◆ **EXERCISE**: Go through the records that follow and tally the lines with "keyed" in them; answer with the number alone.
*** Opening INPUT FOR THIS TASK ***
//! Field interpreter: dispatch on field kind, the modifier/lookup/store
//! phases common to every numeric leaf, and the five-step pipeline from
//! spec §4.3.

use indexmap::IndexMap;

use super::{composite, insert_promoting, DecodeCtx};
use crate::compute;
use crate::error::{CodecError, Result};
use crate::formula;
use crate::ieee754::f16_to_f64;
use crate::modifiers::apply_stages;
use crate::rawformat;
use crate::schema::field::{Field, FieldKind, NumBase};
use crate::value::Value;

/// What a decoded field contributes to its enclosing mapping.
pub(crate) enum FieldOutcome {
    /// Nothing to insert (e.g. `skip`, or a `var`-only field with no `name`).
    None,
    /// Insert `value` at `key` in the enclosing map.
    Named(String, Value),
    /// Hoist every entry into the enclosing map, with repeated-key
    /// promotion to an array (flagged groups, match, merged TLV records,
    /// byte-groups — spec §3, §4.4).
    Merge(IndexMap<String, Value>),
}

/// Decode every field in `fields` in order, applying each one's outcome
/// into `out`.
pub(crate) fn decode_fields_into(
    ctx: &mut DecodeCtx,
    fields: &[Field],
    out: &mut IndexMap<String, Value>,
) -> Result<()> {
    for field in fields {
        match decode_field(ctx, field)? {
            FieldOutcome::None => {}
            FieldOutcome::Named(key, value) => {
                out.insert(key, value);
            }
            FieldOutcome::Merge(entries) => {
                for (key, value) in entries {
                    insert_promoting(out, key, value);
                }
            }
        }
    }
    Ok(())
}

/// Like [`decode_fields_into`] but returns a fresh map, for composites that
/// nest or hoist their own sub-sequence (object, match cases, repeat
/// elements, flagged groups, TLV records).
pub(crate) fn decode_fields(ctx: &mut DecodeCtx, fields: &[Field]) -> Result<IndexMap<String, Value>> {
    let mut out = IndexMap::new();
    decode_fields_into(ctx, fields, &mut out)?;
    Ok(out)
}

/// Run the shared modifier/lookup/store/quality phases (spec §4.3 steps
/// 4-7) over a numeric raw value and produce this field's outcome.
fn store_and_emit(ctx: &mut DecodeCtx, field: &Field, raw_pre_lookup: Value) -> Result<FieldOutcome> {
    let final_value = match (&field.lookup, raw_pre_lookup.to_i64()) {
        (Some(lookup), Some(key)) => lookup
            .forward(key)
            .map(|label| Value::String(label.to_string()))
            .unwrap_or_else(|| raw_pre_lookup.clone()),
        _ => raw_pre_lookup.clone(),
    };

    // spec §4.3 step 6 / §4.2: `var` stores the pre-lookup value as the
    // reference-visible environment entry; otherwise the field's own name
    // (if any) is both the env key and stores the final value.
    match (&field.var, &field.name) {
        (Some(var), _) => ctx.env.set(var, raw_pre_lookup),
        (None, Some(name)) => ctx.env.set(name, final_value.clone()),
        (None, None) => {}
    }

    if let Some((lo, hi)) = field.metadata.valid_range {
        if let (Some(name), Some(v)) = (&field.name, final_value.to_f64()) {
            let verdict = if v >= lo && v <= hi { "good" } else { "out_of_range" };
            ctx.quality.insert(name.clone(), verdict);
        }
    }

    Ok(match &field.name {
        Some(name) => FieldOutcome::Named(name.clone(), final_value),
        None => FieldOutcome::None,
    })
}

/// Numeric value produced before the lookup phase: whole-valued reads with
/// no modifier/formula pipeline stay exact integers; anything that passed
/// through a pipeline (which works in floating point) stays a float, even
/// if the result happens to be a whole number (spec worked examples keep
/// e.g. `temperature: 25.0` as a float).
fn numeric_result(field: &Field, ctx: &DecodeCtx, raw: i64) -> Result<Value> {
    if field.legacy_formula.is_none() && field.modifiers.is_empty() {
        return Ok(Value::Integer(raw));
    }
    let value = match &field.legacy_formula {
        Some(expr) => formula::evaluate(expr, raw as f64, &ctx.env)?,
        None => apply_stages(raw as f64, &field.modifiers.0),
    };
    Ok(Value::Float(value))
}

fn float_result(field: &Field, ctx: &DecodeCtx, raw: f64) -> Result<Value> {
    let value = match &field.legacy_formula {
        Some(expr) => formula::evaluate(expr, raw, &ctx.env)?,
        None => apply_stages(raw, &field.modifiers.0),
    };
    Ok(Value::Float(value))
}

pub(crate) fn decode_field(ctx: &mut DecodeCtx, field: &Field) -> Result<FieldOutcome> {
    let order = ctx.effective_order(field.byte_order);

    match &field.kind {
        FieldKind::UInt { width } => {
            let raw = ctx.cursor.read_uint(*width as usize, order)? as i64;
            let value = numeric_result(field, ctx, raw)?;
            store_and_emit(ctx, field, value)
        }
        FieldKind::Int { width } => {
            let raw = ctx.cursor.read_int(*width as usize, order)?;
            let value = numeric_result(field, ctx, raw)?;
            store_and_emit(ctx, field, value)
        }
        FieldKind::Float { width } => {
            let raw_value = match width {
                2 => {
                    let bits = ctx.cursor.read_uint(2, order)? as u16;
                    f16_to_f64(bits)
                }
                4 => {
                    let bits = ctx.cursor.read_uint(4, order)? as u32;
                    f64::from(f32::from_bits(bits))
                }
                8 => {
                    let bits = ctx.cursor.read_uint(8, order)?;
                    f64::from_bits(bits)
                }
                other => return Err(CodecError::UnknownType(format!("float width {other}"))),
            };
            let value = float_result(field, ctx, raw_value)?;
            store_and_emit(ctx, field, value)
        }
        FieldKind::BoolBit { bit, consumes_byte } => {
            let byte = ctx.cursor.peek(1, 0)?[0];
            if *consumes_byte {
                ctx.cursor.advance(1)?;
            }
            let value = (byte >> bit) & 1 == 1;
            store_and_emit(ctx, field, Value::Bool(value))
        }
        FieldKind::BitSlice { offset, width } => {
            let byte = ctx.cursor.read(1)?[0];
            let mask: u8 = if *width >= 8 { 0xFF } else { (1u8 << width) - 1 };
            let raw = i64::from((byte >> offset) & mask);
            let value = numeric_result(field, ctx, raw)?;
            store_and_emit(ctx, field, value)
        }
        FieldKind::Skip { len } => {
            ctx.cursor.advance(*len)?;
            Ok(FieldOutcome::None)
        }
        FieldKind::RawBytes(spec) => {
            let bytes = ctx.cursor.read(spec.len)?.to_vec();
            let text = rawformat::render(&bytes, spec.format, spec.separator.as_deref());
            store_and_emit(ctx, field, Value::String(text))
        }
        FieldKind::Ascii { len } => {
            let bytes = ctx.cursor.read(*len)?;
            let trimmed: &[u8] = match bytes.iter().position(|&b| b == 0) {
                Some(pos) => &bytes[..pos],
                None => bytes,
            };
            let text = String::from_utf8_lossy(trimmed).into_owned();
            store_and_emit(ctx, field, Value::String(text))
        }
        FieldKind::HexIn { len } => {
            let bytes = ctx.cursor.read(*len)?;
            let text = rawformat::render(bytes, crate::schema::field::RawFormat::HexLower, None);
            store_and_emit(ctx, field, Value::String(text))
        }
        FieldKind::BitfieldString(spec) => {
            let packed = ctx
                .cursor
                .read_uint(spec.int_width, spec.byte_order.unwrap_or(order))?;
            let mut parts = Vec::with_capacity(spec.parts.len());
            for part in &spec.parts {
                let mask: u64 = if part.width >= 64 {
                    u64::MAX
                } else {
                    (1u64 << part.width) - 1
                };
                let bits = (packed >> part.offset) & mask;
                parts.push(match part.base {
                    NumBase::Hex => format!("{bits:X}"),
                    NumBase::Decimal => bits.to_string(),
                });
            }
            let joined = parts.join(&spec.delimiter);
            let text = match &spec.prefix {
                Some(prefix) => format!("{prefix}{joined}"),
                None => joined,
            };
            store_and_emit(ctx, field, Value::String(text))
        }
        FieldKind::NibbleDecimal { signed } => {
            let byte = ctx.cursor.read(1)?[0];
            let value = nibble_decimal(byte, *signed);
            let value = float_result(field, ctx, value)?;
            store_and_emit(ctx, field, value)
        }
        FieldKind::Number(num) => {
            let name = field.name.as_deref().unwrap_or("<number>");
            let value = compute::evaluate(num, &ctx.env, name)?;
            store_and_emit(ctx, field, Value::Float(value))
        }
        FieldKind::Object { fields } => {
            let sub = decode_fields(ctx, fields)?;
            match &field.name {
                Some(name) => Ok(FieldOutcome::Named(name.clone(), Value::Object(sub))),
                None => Ok(FieldOutcome::Merge(sub)),
            }
        }
        FieldKind::Match(spec) => composite::decode_match(ctx, spec),
        FieldKind::Repeat(spec) => composite::decode_repeat(ctx, field, spec),
        FieldKind::Tlv(spec) => composite::decode_tlv(ctx, field, spec),
        FieldKind::FlaggedGroup(spec) => composite::decode_flagged_group(ctx, spec),
        FieldKind::ByteGroup(spec) => composite::decode_byte_group(ctx, spec),
    }
}

/// Upper nibble = whole part, lower nibble = tenths; the signed variant
/// sign-extends the upper nibble (spec §3).
fn nibble_decimal(byte: u8, signed: bool) -> f64 {
    let whole_nibble = (byte >> 4) & 0xF;
    let tenths = f64::from(byte & 0xF);
    if !signed {
        return f64::from(whole_nibble) + tenths / 10.0;
    }
    let whole = if whole_nibble & 0x8 != 0 {
        i32::from(whole_nibble) - 16
    } else {
        i32::from(whole_nibble)
    };
    let sign = if whole < 0 { -1.0 } else { 1.0 };
    f64::from(whole) + sign * tenths / 10.0
}

#[cfg(test)]
mod tests {
    use super::*;
    use crate::decode::decode;
    use crate::schema::field::ModStage;
    use crate::schema::Schema;

    #[test]
    fn nibble_decimal_unsigned() {
        // 0x23 -> whole=2, tenths=3 -> 2.3
        assert_eq!(nibble_decimal(0x23, false), 2.3);
    }

    #[test]
    fn nibble_decimal_signed_negative() {
        // upper nibble 0xE = -2 (sign-extended 4 bit), lower nibble 5 -> -2.5
        assert_eq!(nibble_decimal(0xE5, true), -2.5);
    }

    #[test]
    fn plain_int_stays_integer_with_no_modifiers() {
        let schema = Schema::new(vec![crate::schema::field::Field::new(
            "n",
            FieldKind::UInt { width: 1 },
        )]);
        let result = decode(&schema, &[42]).unwrap();
        assert_eq!(result.as_object().unwrap()["n"], Value::Integer(42));
    }

    #[test]
    fn modifier_pipeline_yields_float() {
        let schema = Schema::new(vec![crate::schema::field::Field::new(
            "n",
            FieldKind::UInt { width: 1 },
        )
        .with_modifiers(crate::schema::field::Modifiers::from_transform(vec![
            ModStage::mult(0.5),
        ]))]);
        let result = decode(&schema, &[10]).unwrap();
        assert_eq!(result.as_object().unwrap()["n"], Value::Float(5.0));
    }
}
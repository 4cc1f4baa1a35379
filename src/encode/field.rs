//! Field encoder: resolve each field's value from the input map, invert the
//! modifier phase, and emit bytes (spec §4.6).

use std::collections::HashMap;

use indexmap::IndexMap;

use super::{composite, EncodeCtx};
use crate::error::{CodecError, Result};
use crate::ieee754::f64_to_f16;
use crate::modifiers::invert_stages;
use crate::rawformat;
use crate::schema::field::{Field, FieldKind, FlaggedGroupSpec, NumBase};
use crate::value::Value;

/// Overrides for fields whose true on-wire value cannot be read back from
/// the input map directly — currently just flagged-group backing variables,
/// whose bit pattern is derived from which group fields are present rather
/// than authored by the caller (spec §4.6 step 1).
pub(crate) type FlagOverrides = HashMap<String, i64>;

pub(crate) fn group_fields_present(fields: &[Field], input: &IndexMap<String, Value>) -> bool {
    fields.iter().any(|f| match f.name.as_deref() {
        Some(name) => input.contains_key(name),
        None => false,
    })
}

pub(crate) fn flag_bits(spec: &FlaggedGroupSpec, input: &IndexMap<String, Value>) -> i64 {
    let mut bits = 0i64;
    for group in &spec.groups {
        if group_fields_present(&group.fields, input) {
            bits |= 1 << group.bit;
        }
    }
    bits
}

/// Pre-scan `fields` for `FlaggedGroup`s and compute the flag word each of
/// their backing variables must carry, keyed by variable name (spec §4.6
/// step 1: "pre-scan the groups to compute the flag-word value... and patch
/// that value into the input map before the flag field is emitted").
fn collect_flag_overrides(fields: &[Field], input: &IndexMap<String, Value>) -> FlagOverrides {
    let mut overrides = FlagOverrides::new();
    for f in fields {
        if let FieldKind::FlaggedGroup(spec) = &f.kind {
            overrides.insert(spec.flag_var.clone(), flag_bits(spec, input));
        }
    }
    overrides
}

pub(crate) fn encode_fields(
    ctx: &mut EncodeCtx,
    fields: &[Field],
    input: &IndexMap<String, Value>,
) -> Result<()> {
    let overrides = collect_flag_overrides(fields, input);
    for field in fields {
        encode_field(ctx, field, input, &overrides)?;
    }
    Ok(())
}

/// Resolve the numeric value to write for a primitive/bit field: the
/// input-map value under `name` (reverse-looked-up if the field has a
/// `lookup`), or a flag override keyed by `name`/`var`, in that order. This
/// is the value domain the decoder would have produced just after its
/// modifier phase but before storing (spec §4.3 steps 4-6, mirrored).
fn resolve_numeric(
    field: &Field,
    input: &IndexMap<String, Value>,
    overrides: &FlagOverrides,
) -> Option<f64> {
    if let Some(name) = &field.name {
        if let Some(v) = input.get(name) {
            return Some(match (&field.lookup, v) {
                (Some(lookup), Value::String(label)) => {
                    lookup.reverse(label).map(|n| n as f64).unwrap_or(0.0)
                }
                _ => v.to_f64().unwrap_or(0.0),
            });
        }
        if let Some(bits) = overrides.get(name) {
            return Some(*bits as f64);
        }
    }
    if let Some(var) = &field.var {
        if let Some(bits) = overrides.get(var) {
            return Some(*bits as f64);
        }
    }
    None
}

/// Store into the environment the same value [`crate::decode::field`]
/// would have stored for this field, so later `ref`/guard/match/repeat
/// references resolve identically during encode (spec §4.2).
fn store_env(ctx: &mut EncodeCtx, field: &Field, numeric: f64, final_value: &Value) {
    if let Some(var) = &field.var {
        ctx.env.set(var, Value::Float(numeric));
    } else if let Some(name) = &field.name {
        ctx.env.set(name, final_value.clone());
    }
}

fn invert_and_round(field: &Field, numeric: f64) -> Result<i64> {
    let raw = if field.legacy_formula.is_some() {
        // The legacy formula is frozen and not generally invertible (spec
        // §9); encode takes the decoded value at face value.
        numeric
    } else {
        invert_stages(numeric, &field.modifiers.0, field.name.as_deref().unwrap_or("<field>"))?
    };
    Ok(raw.round() as i64)
}

fn encode_field(
    ctx: &mut EncodeCtx,
    field: &Field,
    input: &IndexMap<String, Value>,
    overrides: &FlagOverrides,
) -> Result<()> {
    let order = ctx.effective_order(field.byte_order);

    match &field.kind {
        FieldKind::UInt { width } => {
            let Some(numeric) = resolve_numeric(field, input, overrides) else {
                return Ok(());
            };
            let raw = invert_and_round(field, numeric)?;
            store_env(ctx, field, numeric, &Value::Integer(raw));
            ctx.write_uint(raw as u64, *width as usize, order);
            Ok(())
        }
        FieldKind::Int { width } => {
            let Some(numeric) = resolve_numeric(field, input, overrides) else {
                return Ok(());
            };
            let raw = invert_and_round(field, numeric)?;
            store_env(ctx, field, numeric, &Value::Integer(raw));
            let bits = (raw as u64) & width_mask(*width as usize);
            ctx.write_uint(bits, *width as usize, order);
            Ok(())
        }
        FieldKind::Float { width } => {
            let Some(numeric) = resolve_numeric(field, input, overrides) else {
                return Ok(());
            };
            let value = if field.legacy_formula.is_some() {
                numeric
            } else {
                invert_stages(numeric, &field.modifiers.0, field.name.as_deref().unwrap_or("<field>"))?
            };
            store_env(ctx, field, numeric, &Value::Float(value));
            match width {
                2 => ctx.write_uint(f64_to_f16(value) as u64, 2, order),
                4 => ctx.write_uint((value as f32).to_bits() as u64, 4, order),
                8 => ctx.write_uint(value.to_bits(), 8, order),
                other => return Err(CodecError::UnknownType(format!("float width {other}"))),
            }
            Ok(())
        }
        FieldKind::BoolBit { bit, consumes_byte } => {
            let value = field
                .name
                .as_deref()
                .and_then(|n| input.get(n))
                .and_then(|v| v.to_f64())
                .map(|v| v != 0.0)
                .unwrap_or(false);
            if let Some(name) = &field.name {
                ctx.env.set(name, Value::Bool(value));
            }
            if value {
                ctx.pending_bit_byte |= 1 << bit;
            }
            if *consumes_byte {
                let byte = ctx.pending_bit_byte;
                ctx.pending_bit_byte = 0;
                ctx.buf.push(byte);
            }
            Ok(())
        }
        FieldKind::BitSlice { offset, width } => {
            let Some(numeric) = resolve_numeric(field, input, overrides) else {
                return Ok(());
            };
            let raw = invert_and_round(field, numeric)?;
            store_env(ctx, field, numeric, &Value::Integer(raw));
            let mask: u8 = if *width >= 8 { 0xFF } else { (1u8 << width) - 1 };
            let byte = ((raw as u8) & mask) << offset;
            ctx.buf.push(byte);
            Ok(())
        }
        FieldKind::Skip { len } => {
            ctx.buf.extend(std::iter::repeat(0u8).take(*len));
            Ok(())
        }
        FieldKind::RawBytes(spec) => {
            let Some(name) = &field.name else { return Ok(()) };
            let Some(v) = input.get(name) else { return Ok(()) };
            let text = v.as_str().ok_or_else(|| CodecError::InvalidOperand {
                op: "raw_bytes".to_string(),
                value: v.describe(),
            })?;
            let bytes = rawformat::parse(text, spec.format, spec.separator.as_deref())?;
            ctx.env.set(name, v.clone());
            ctx.buf.extend_from_slice(&bytes);
            Ok(())
        }
        FieldKind::Ascii { len } => {
            let Some(name) = &field.name else { return Ok(()) };
            let Some(v) = input.get(name) else { return Ok(()) };
            let text = v.as_str().unwrap_or_default();
            ctx.env.set(name, v.clone());
            let mut bytes = text.as_bytes().to_vec();
            bytes.resize(*len, 0);
            bytes.truncate(*len);
            ctx.buf.extend_from_slice(&bytes);
            Ok(())
        }
        FieldKind::HexIn { len } => {
            let Some(name) = &field.name else { return Ok(()) };
            let Some(v) = input.get(name) else { return Ok(()) };
            let text = v.as_str().unwrap_or_default();
            let bytes = rawformat::parse(text, crate::schema::field::RawFormat::HexLower, None)?;
            ctx.env.set(name, v.clone());
            let mut bytes = bytes;
            bytes.resize(*len, 0);
            ctx.buf.extend_from_slice(&bytes);
            Ok(())
        }
        FieldKind::BitfieldString(spec) => {
            let Some(name) = &field.name else { return Ok(()) };
            let Some(v) = input.get(name) else { return Ok(()) };
            let text = v.as_str().ok_or_else(|| CodecError::InvalidOperand {
                op: "bitfield_string".to_string(),
                value: v.describe(),
            })?;
            ctx.env.set(name, v.clone());
            let stripped = match &spec.prefix {
                Some(prefix) => text.strip_prefix(prefix.as_str()).unwrap_or(text),
                None => text,
            };
            let parts: Vec<&str> = stripped.split(spec.delimiter.as_str()).collect();
            let mut packed: u64 = 0;
            for (part, spec_part) in parts.iter().zip(spec.parts.iter()) {
                let raw = match spec_part.base {
                    NumBase::Hex => u64::from_str_radix(part, 16),
                    NumBase::Decimal => part.parse::<u64>(),
                }
                .map_err(|e| CodecError::InvalidOperand {
                    op: "bitfield_string".to_string(),
                    value: format!("part {part:?}: {e}"),
                })?;
                let mask: u64 = if spec_part.width >= 64 {
                    u64::MAX
                } else {
                    (1u64 << spec_part.width) - 1
                };
                packed |= (raw & mask) << spec_part.offset;
            }
            ctx.write_uint(packed, spec.int_width, spec.byte_order.unwrap_or(order));
            Ok(())
        }
        FieldKind::NibbleDecimal { signed } => {
            let Some(name) = &field.name else { return Ok(()) };
            let Some(v) = input.get(name) else { return Ok(()) };
            let value = v.to_f64().unwrap_or(0.0);
            ctx.env.set(name, v.clone());
            ctx.buf.push(nibble_encode(value, *signed));
            Ok(())
        }
        // Computed-only; derived from other fields, never stored by the
        // caller, never emits bytes (spec §4.6 step 2).
        FieldKind::Number(_) => Ok(()),
        FieldKind::Object { fields } => match &field.name {
            Some(name) => {
                let sub = input
                    .get(name)
                    .and_then(Value::as_object)
                    .cloned()
                    .unwrap_or_default();
                encode_fields(ctx, fields, &sub)
            }
            None => encode_fields(ctx, fields, input),
        },
        FieldKind::Match(spec) => composite::encode_match(ctx, spec, input),
        FieldKind::Repeat(spec) => composite::encode_repeat(ctx, field, spec, input),
        FieldKind::Tlv(spec) => composite::encode_tlv(ctx, field, spec, input),
        FieldKind::FlaggedGroup(spec) => composite::encode_flagged_group(ctx, spec, input),
        FieldKind::ByteGroup(spec) => composite::encode_byte_group(ctx, spec, order, input),
    }
}

fn width_mask(width: usize) -> u64 {
    if width * 8 >= 64 {
        u64::MAX
    } else {
        (1u64 << (width * 8)) - 1
    }
}

/// Inverse of the decoder's nibble-decimal unpacking (spec §3).
fn nibble_encode(value: f64, signed: bool) -> u8 {
    let whole = value.trunc();
    let tenths = ((value - whole).abs() * 10.0).round() as u8 & 0xF;
    let whole_nibble = if signed {
        (whole as i32 as u8) & 0xF
    } else {
        (whole as u8) & 0xF
    };
    (whole_nibble << 4) | tenths
}

#[cfg(test)]
mod tests {
    use super::*;
    use crate::decode::decode;
    use crate::encode::encode;
    use crate::schema::field::{Field, FieldKind};
    use crate::schema::Schema;

    #[test]
    fn nibble_decimal_round_trips() {
        let schema = Schema::new(vec![Field::new(
            "t",
            FieldKind::NibbleDecimal { signed: false },
        )]);
        let bytes = [0x23];
        let decoded = decode(&schema, &bytes).unwrap();
        let encoded = encode(&schema, &decoded).unwrap();
        assert_eq!(encoded, bytes);
    }

    #[test]
    fn ascii_round_trips_with_padding() {
        let schema = Schema::new(vec![Field::new("s", FieldKind::Ascii { len: 5 })]);
        let bytes = [b'h', b'i', 0, 0, 0];
        let decoded = decode(&schema, &bytes).unwrap();
        let encoded = encode(&schema, &decoded).unwrap();
        assert_eq!(encoded, bytes);
    }
}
*** Closing INPUT FOR THIS TASK ***
◆ **OUTPUT**: 2